▶ _REQUIREMENT_:
An exact transcription of the lines below, from the first through the one containing "the next tick", is the only output wanted.

########

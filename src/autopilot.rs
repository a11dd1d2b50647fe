//! Demo bot
//!
//! Plays through the same keyboard interface as a person: each tick it looks
//! at the state and decides which keys to hold. It sidesteps the meteor that
//! will reach the dino soonest, otherwise walks toward hearts, otherwise
//! drifts back to the middle.

use crate::consts::*;
use crate::platform::{Key, PressedKeys};
use crate::sim::{GamePhase, GameState};

/// Only meteors arriving within this many ticks are worth dodging
const LOOKAHEAD_TICKS: f32 = 45.0;
/// Extra horizontal clearance kept from a threatening meteor
const CLEARANCE: f32 = 12.0;
/// Distance from a screen edge where the bot turns around
const EDGE_MARGIN: f32 = 60.0;

#[derive(Debug, Default)]
pub struct Autopilot {
    keys: PressedKeys,
}

impl Autopilot {
    pub fn new() -> Self {
        Self::default()
    }

    /// Choose the keys to hold for the next tick
    pub fn update(&mut self, state: &GameState) -> &PressedKeys {
        self.keys.release_all();

        if state.phase == GamePhase::Idle {
            self.keys.press(Key::Return);
            return &self.keys;
        }
        if !state.is_running() {
            return &self.keys;
        }

        let player = &state.player.body;
        let x = player.pos.x;

        if let Some(threat_x) = nearest_threat(state) {
            let go_right = if x < EDGE_MARGIN {
                true
            } else if x > SCREEN_WIDTH - EDGE_MARGIN {
                false
            } else {
                threat_x <= x
            };
            self.keys
                .press(if go_right { Key::RightArrow } else { Key::LeftArrow });
            return &self.keys;
        }

        let target = state
            .collectables
            .iter()
            .map(|c| c.body.pos.x)
            .min_by(|a, b| (a - x).abs().total_cmp(&(b - x).abs()))
            .unwrap_or(SCREEN_WIDTH / 2.0);
        let tolerance = if state.collectables.is_empty() {
            50.0
        } else {
            PLAYER_SPEED
        };
        if target - x > tolerance {
            self.keys.press(Key::RightArrow);
        } else if x - target > tolerance {
            self.keys.press(Key::LeftArrow);
        }
        &self.keys
    }
}

/// x of the meteor on a collision course that lands first
fn nearest_threat(state: &GameState) -> Option<f32> {
    let player = &state.player.body;
    state
        .meteors
        .iter()
        .filter(|m| m.body.min().y <= player.max().y)
        .filter(|m| {
            let reach = m.body.half_extents.x + player.half_extents.x + CLEARANCE;
            (m.body.pos.x - player.pos.x).abs() < reach
        })
        .map(|m| {
            let gap = (player.min().y - m.body.max().y).max(0.0);
            (gap / m.fall_speed.max(1) as f32, m.body.pos.x)
        })
        .filter(|(ticks, _)| *ticks <= LOOKAHEAD_TICKS)
        .min_by(|a, b| a.0.total_cmp(&b.0))
        .map(|(_, threat_x)| threat_x)
}
//! Frame rendering
//!
//! Turns the current `GameState` into draw calls. Nothing here mutates the
//! simulation; which screen is drawn depends only on the phase.

use glam::Vec2;

use crate::consts::*;
use crate::platform::{Canvas, Color, Sprite};
use crate::sim::{Facing, GamePhase, GameState};

const CENTER: Vec2 = Vec2::new(SCREEN_WIDTH / 2.0, SCREEN_HEIGHT / 2.0);
const HEALTH_BAR_POS: Vec2 = Vec2::new(SCREEN_WIDTH / 2.0, 750.0);

#[inline]
fn at_y(y: f32) -> Vec2 {
    Vec2::new(SCREEN_WIDTH / 2.0, y)
}

/// Compose and present one frame
pub fn render_frame<C: Canvas + ?Sized>(state: &GameState, canvas: &mut C) {
    canvas.clear(Color::Black);

    match state.phase {
        GamePhase::Idle => {}
        GamePhase::Playing => draw_playfield(state, canvas),
        // The killing hit still gets its red frame; "YOU DIED" follows next tick
        GamePhase::Lost if state.hit_flash => draw_playfield(state, canvas),
        GamePhase::InterWavePause => {
            draw_playfield(state, canvas);
            draw_wave_complete(state, canvas);
        }
        GamePhase::Won => {
            canvas.clear(Color::DarkGreen);
            canvas.draw_text("YOU SURVIVED", 100, Color::White, CENTER);
            canvas.draw_text(
                &format!("+{WAVE_BONUS} pts!"),
                75,
                Color::Yellow,
                at_y(200.0),
            );
            draw_final_score(state, canvas);
        }
        GamePhase::Lost => {
            canvas.clear(Color::DarkRed);
            canvas.draw_text("YOU DIED", 100, Color::White, CENTER);
            draw_final_score(state, canvas);
        }
    }

    if !state.is_running() {
        canvas.draw_text("Press [RETURN] To Play", 50, Color::White, at_y(50.0));
    }

    canvas.display();
}

fn draw_final_score<C: Canvas + ?Sized>(state: &GameState, canvas: &mut C) {
    canvas.draw_text(
        &format!("Final Score: {}", state.score),
        50,
        Color::Yellow,
        at_y(SCREEN_HEIGHT / 2.0 - 150.0),
    );
}

fn draw_playfield<C: Canvas + ?Sized>(state: &GameState, canvas: &mut C) {
    canvas.draw_sprite(Sprite::Background, CENTER, 1.0, false);

    if let Some(n) = end_of_wave_countdown(state) {
        canvas.draw_text(&n.to_string(), 150, Color::White, CENTER);
    }

    for meteor in &state.meteors {
        canvas.draw_sprite(Sprite::Meteor, meteor.body.pos, meteor.scale, false);
    }
    for collectable in &state.collectables {
        canvas.draw_sprite(Sprite::Collectable, collectable.body.pos, 1.0, false);
    }
    canvas.draw_sprite(Sprite::Ground, state.ground.pos, 1.0, false);

    if let Some(label) = seconds_left_label(state) {
        canvas.draw_text(&label, 35, Color::White, at_y(80.0));
    }
    canvas.draw_text(
        &format!(
            "Wave: {}/{}  |  Score: {}",
            state.wave_index + 1,
            state.waves.len(),
            state.score
        ),
        35,
        Color::White,
        at_y(50.0),
    );

    if state.hit_flash {
        canvas.clear(Color::Red);
    }

    let player = &state.player;
    canvas.draw_sprite(
        Sprite::Dino {
            frame: player.animation.frame(),
        },
        player.body.pos,
        1.0,
        // The dino sheet faces left
        player.facing == Facing::Right,
    );
    canvas.draw_sprite(
        Sprite::HealthBar {
            index: state.health_bar_index(),
        },
        HEALTH_BAR_POS,
        1.0,
        false,
    );
}

fn draw_wave_complete<C: Canvas + ?Sized>(state: &GameState, canvas: &mut C) {
    canvas.clear(Color::Black);
    canvas.draw_text(
        &format!(
            "Wave {} of {} complete!",
            state.wave_index + 1,
            state.waves.len()
        ),
        50,
        Color::White,
        at_y(150.0),
    );
    canvas.draw_text("Next wave starting in:", 50, Color::White, at_y(200.0));
    canvas.draw_text(
        &next_wave_countdown(state).to_string(),
        150,
        Color::White,
        CENTER,
    );
    canvas.draw_text(
        &format!("+{WAVE_BONUS} pts!"),
        75,
        Color::Yellow,
        at_y(SCREEN_HEIGHT - 200.0),
    );
    canvas.draw_text(
        &format!("Score: {}", state.score + WAVE_BONUS),
        50,
        Color::Yellow,
        at_y(SCREEN_HEIGHT - 150.0),
    );
}

/// Big countdown digits shown within 3 whole seconds of the wave's end
pub fn end_of_wave_countdown(state: &GameState) -> Option<i64> {
    let whole = state.wave_clock.seconds().trunc();
    let diff = (whole - state.current_wave().duration).abs();
    (diff <= 3.0).then_some(diff as i64)
}

/// Seconds until the next wave starts during the inter-wave pause
pub fn next_wave_countdown(state: &GameState) -> i64 {
    let whole = state.wave_clock.seconds().trunc();
    (whole - (state.current_wave().duration + INTER_WAVE_PAUSE)).abs() as i64
}

/// "N seconds left" banner; hidden once the wave is over by a full second.
///
/// Reads "1 second left" only when N is 1. The N == 2 frame says "seconds".
pub fn seconds_left_label(state: &GameState) -> Option<String> {
    let remaining = state.current_wave().duration - state.wave_clock.seconds();
    if remaining.trunc() < 0.0 {
        return None;
    }
    let shown = (remaining + 1.0).trunc() as i64;
    Some(if shown == 1 {
        "1 second left".to_string()
    } else {
        format!("{shown} seconds left")
    })
}

#[cfg(test)]
mod tests {
    use super::*;
    use crate::platform::DrawList;
    use crate::sim::{Body, Meteor};

    fn running() -> GameState {
        let mut state = GameState::new(1);
        state.reset();
        state
    }

    fn render(state: &GameState) -> DrawList {
        let mut list = DrawList::new();
        render_frame(state, &mut list);
        list
    }

    #[test]
    fn test_idle_screen_prompts_for_start() {
        let state = GameState::new(1);
        let list = render(&state);
        assert_eq!(list.texts(), vec!["Press [RETURN] To Play"]);
        assert_eq!(list.clears(), vec![Color::Black]);
        assert!(list.sprites().is_empty());
    }

    #[test]
    fn test_playfield_draw_order() {
        let mut state = running();
        state.meteors.push(Meteor {
            body: Body::square(100.0, 10.0, 64.0),
            fall_speed: 4,
            scale: 0.5,
        });
        state.wave_clock.set(0.5);
        let list = render(&state);
        assert_eq!(
            list.sprites(),
            vec![
                Sprite::Background,
                Sprite::Meteor,
                Sprite::Ground,
                Sprite::Dino { frame: 0 },
                Sprite::HealthBar { index: 0 },
            ]
        );
        assert!(list.contains_text("30 seconds left"));
        assert!(list.contains_text("Wave: 1/4  |  Score: 0"));
        assert!(!list.contains_text("Press [RETURN]"));
    }

    #[test]
    fn test_hit_flash_clears_red_before_player() {
        let mut state = running();
        state.hit_flash = true;
        let list = render(&state);
        assert_eq!(list.clears(), vec![Color::Black, Color::Red]);
    }

    #[test]
    fn test_seconds_left_label() {
        let mut state = running();
        state.wave_clock.set(0.5);
        assert_eq!(seconds_left_label(&state).as_deref(), Some("30 seconds left"));
        state.wave_clock.set(28.5);
        assert_eq!(seconds_left_label(&state).as_deref(), Some("2 seconds left"));
        state.wave_clock.set(29.5);
        assert_eq!(seconds_left_label(&state).as_deref(), Some("1 second left"));
        state.wave_clock.set(30.5);
        assert_eq!(seconds_left_label(&state).as_deref(), Some("0 seconds left"));
        state.wave_clock.set(31.5);
        assert_eq!(seconds_left_label(&state), None);
    }

    #[test]
    fn test_countdowns() {
        let mut state = running();
        state.wave_clock.set(10.0);
        assert_eq!(end_of_wave_countdown(&state), None);
        state.wave_clock.set(27.2);
        assert_eq!(end_of_wave_countdown(&state), Some(3));
        state.wave_clock.set(29.9);
        assert_eq!(end_of_wave_countdown(&state), Some(1));
        state.wave_clock.set(31.4);
        assert_eq!(next_wave_countdown(&state), 2);
        state.wave_clock.set(32.9);
        assert_eq!(next_wave_countdown(&state), 1);
    }

    #[test]
    fn test_wave_complete_overlay() {
        let mut state = running();
        state.phase = GamePhase::InterWavePause;
        state.score = 40;
        state.wave_clock.set(30.5);
        let list = render(&state);
        assert!(list.contains_text("Wave 1 of 4 complete!"));
        assert!(list.contains_text("Next wave starting in:"));
        assert!(list.contains_text("Score: 140"));
        assert_eq!(list.texts().iter().filter(|t| **t == "3").count(), 1);
    }

    #[test]
    fn test_killing_hit_flashes_before_death_screen() {
        let mut state = running();
        state.phase = GamePhase::Lost;
        state.lives = 0;
        state.score = -10;
        state.hit_flash = true;
        let list = render(&state);
        assert_eq!(list.clears(), vec![Color::Black, Color::Red]);
        assert!(!list.contains_text("YOU DIED"));
        assert!(list.contains_text("Press [RETURN] To Play"));
        assert!(list.sprites().contains(&Sprite::HealthBar { index: 0 }));

        state.hit_flash = false;
        let list = render(&state);
        assert_eq!(list.clears(), vec![Color::Black, Color::DarkRed]);
        assert!(list.contains_text("YOU DIED"));
    }

    #[test]
    fn test_end_screens() {
        let mut state = running();
        state.phase = GamePhase::Won;
        state.score = 415;
        let list = render(&state);
        assert_eq!(list.clears(), vec![Color::Black, Color::DarkGreen]);
        assert!(list.contains_text("YOU SURVIVED"));
        assert!(list.contains_text("Final Score: 415"));
        assert!(list.contains_text("Press [RETURN] To Play"));

        state.phase = GamePhase::Lost;
        state.score = -10;
        let list = render(&state);
        assert_eq!(list.clears(), vec![Color::Black, Color::DarkRed]);
        assert!(list.contains_text("YOU DIED"));
        assert!(list.contains_text("Final Score: -10"));
    }

    #[test]
    fn test_facing_right_mirrors_dino() {
        let mut state = running();
        state.player.facing = Facing::Right;
        let list = render(&state);
        let mirrored = list.frame().iter().any(|c| {
            matches!(
                c,
                crate::platform::DrawCommand::Sprite {
                    sprite: Sprite::Dino { .. },
                    mirrored: true,
                    ..
                }
            )
        });
        assert!(mirrored);
    }
}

########

▶ _EXERCISE SOLUTION_:
filename src/autopilot.rs
repository a11dd1d2b50647fe
//! Demo bot
//!
//! Plays through the same keyboard interface as a person: each tick it looks
//! at the state and decides which keys to hold. It sidesteps the meteor that
//! will reach the dino soonest, otherwise walks toward hearts, otherwise
//! drifts back to the middle.

use crate::consts::*;
use crate::platform::{Key, PressedKeys};
use crate::sim::{GamePhase, GameState};

/// Only meteors arriving within this many ticks are worth dodging
const LOOKAHEAD_TICKS: f32 = 45.0;
/// Extra horizontal clearance kept from a threatening meteor
const CLEARANCE: f32 = 12.0;
/// Distance from a screen edge where the bot turns around
const EDGE_MARGIN: f32 = 60.0;

#[derive(Debug, Default)]
pub struct Autopilot {
    keys: PressedKeys,
}

impl Autopilot {
    pub fn new() -> Self {
        Self::default()
    }

    /// Choose the keys to hold for the next tick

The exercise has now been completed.